Methods: This is an experimental study involving 141 different professionals (physicians, resident physicians, physiotherapists, nurses and nursing technicians), who ventilated an artificial lung, adjusted to simulate the lung of a term neonate, using a self-inflating bag. Each professional handled the ventilator in five different ways: a) using both hands (10 fingers); and, with only one hand, b) five fingers, c) four fingers, d) three fingers and e) two fingers. Peak pressure and tidal volume data were recorded by the artificial lung equipment.
Results: Both variables showed high variability, from 2.5 to 106.3 cmH2O (mean = 39.73 cmH2O; 95%CI 37.32-42.13) for peak pressure, and from to 4 to 88 mL (mean = 39.56 mL; 95%CI 36.86-42.25) for tidal volume. There was no significant influence of the profession on any of the variables (p > 0.05).

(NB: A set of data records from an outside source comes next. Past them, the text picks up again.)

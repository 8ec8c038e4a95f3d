//! Name search over the pet table.
//!
//! Names can be filtered by a substring keyword and by a Hangul
//! initial-consonant (chosung) prefix. Double consonants are folded into
//! their single form, so `ㄲ` and `ㄱ` select the same names.

const SYLLABLE_FIRST: u32 = 0xAC00;
const SYLLABLE_LAST: u32 = 0xD7A3;
/// Syllables per initial consonant (21 vowels × 28 finals).
const SYLLABLES_PER_INITIAL: u32 = 588;

const INITIALS: [char; 19] = [
    'ㄱ', 'ㄲ', 'ㄴ', 'ㄷ', 'ㄸ', 'ㄹ', 'ㅁ', 'ㅂ', 'ㅃ', 'ㅅ', 'ㅆ', 'ㅇ', 'ㅈ', 'ㅉ', 'ㅊ', 'ㅋ',
    'ㅌ', 'ㅍ', 'ㅎ',
];

/// Single consonants offered for prefix search.
pub const KEYPAD: [char; 14] = [
    'ㄱ', 'ㄴ', 'ㄷ', 'ㄹ', 'ㅁ', 'ㅂ', 'ㅅ', 'ㅇ', 'ㅈ', 'ㅊ', 'ㅋ', 'ㅌ', 'ㅍ', 'ㅎ',
];

/// Maps a double consonant to its single form; other characters pass through.
pub fn fold_double_consonants(c: char) -> char {
    match c {
        'ㄲ' => 'ㄱ',
        'ㄸ' => 'ㄷ',
        'ㅃ' => 'ㅂ',
        'ㅆ' => 'ㅅ',
        'ㅉ' => 'ㅈ',
        other => other,
    }
}

fn initial_of(c: char) -> Option<char> {
    let code = c as u32;
    if !(SYLLABLE_FIRST..=SYLLABLE_LAST).contains(&code) {
        return None;
    }
    let index = ((code - SYLLABLE_FIRST) / SYLLABLES_PER_INITIAL) as usize;
    INITIALS.get(index).copied()
}

/// Replaces every Hangul syllable by its folded initial consonant.
pub fn chosung(text: &str) -> String {
    text.chars()
        .map(|c| initial_of(c).map_or(c, fold_double_consonants))
        .collect()
}

/// Sorted list of pet names.
#[derive(Clone, Debug, Default, PartialEq, Eq)]
pub struct NameIndex {
    entries: Vec<(String, String)>,
}

impl NameIndex {
    pub fn new<I, S>(names: I) -> Self
    where
        I: IntoIterator<Item = S>,
        S: Into<String>,
    {
        let mut entries: Vec<(String, String)> = names
            .into_iter()
            .map(|name| {
                let name = name.into();
                let initials = chosung(&name);
                (name, initials)
            })
            .collect();
        entries.sort_by(|a, b| a.0.cmp(&b.0));
        entries.dedup_by(|a, b| a.0 == b.0);
        Self { entries }
    }

    pub fn len(&self) -> usize {
        self.entries.len()
    }

    pub fn is_empty(&self) -> bool {
        self.entries.is_empty()
    }

    pub fn names(&self) -> impl Iterator<Item = &str> {
        self.entries.iter().map(|(name, _)| name.as_str())
    }

    /// Names containing `keyword` whose chosung starts with `prefix`.
    ///
    /// Both filters are trimmed; an empty filter matches everything.
    pub fn filter(&self, keyword: &str, prefix: &str) -> Vec<&str> {
        let keyword = keyword.trim();
        let prefix: String = prefix.trim().chars().map(fold_double_consonants).collect();

        self.entries
            .iter()
            .filter(|(name, initials)| name.contains(keyword) && initials.starts_with(&prefix))
            .map(|(name, _)| name.as_str())
            .collect()
    }
}

#[cfg(test)]
mod tests {
    use super::*;

    fn index() -> NameIndex {
        NameIndex::new(["까마귀", "가디언", "나이트", "Dragon", "고블린 킹"])
    }

    #[test]
    fn chosung_folds_and_keeps_other_characters() {
        assert_eq!(chosung("가디언"), "ㄱㄷㅇ");
        assert_eq!(chosung("까마귀"), "ㄱㅁㄱ");
        assert_eq!(chosung("뼈다귀"), "ㅂㄷㄱ");
        assert_eq!(chosung("Dragon 2"), "Dragon 2");
        assert_eq!(chosung("고블린 킹"), "ㄱㅂㄹ ㅋ");
    }

    #[test]
    fn names_are_sorted() {
        let index = index();
        let names: Vec<&str> = index.names().collect();
        assert_eq!(names, vec!["Dragon", "가디언", "고블린 킹", "까마귀", "나이트"]);
    }

    #[test]
    fn keyword_and_prefix_filters_combine() {
        let index = index();
        assert_eq!(index.filter("", "").len(), 5);
        assert_eq!(index.filter("디", ""), vec!["가디언"]);
        assert_eq!(index.filter("", "ㄱ"), vec!["가디언", "고블린 킹", "까마귀"]);
        assert_eq!(index.filter("", "ㄲ"), vec!["가디언", "고블린 킹", "까마귀"]);
        assert_eq!(index.filter("", "ㄱㅁ"), vec!["까마귀"]);
        assert_eq!(index.filter("블린", "ㄱ"), vec!["고블린 킹"]);
        assert_eq!(index.filter(" 나이 ", ""), vec!["나이트"]);
        assert!(index.filter("없음", "").is_empty());
    }

    #[test]
    fn keypad_holds_single_consonants() {
        assert!(KEYPAD.iter().all(|c| fold_double_consonants(*c) == *c));
        assert!(KEYPAD.iter().all(|c| INITIALS.contains(c)));
    }
}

However, bag handling significantly influenced both peak pressure and tidal volume (p < 0.0001), which were higher when the operator used both hands.
Conclusion: The results indicate that most professionals delivered excessively high peak pressures and tidal volumes, which could increase the risk of barotrauma and volutrauma, especially when both hands were used to ventilate. On the other hand, a small number of professionals delivered insufficient pressure and volume for adequate lung expansion and ventilation. The delivery of inadequate ventilation was not dependent on profession.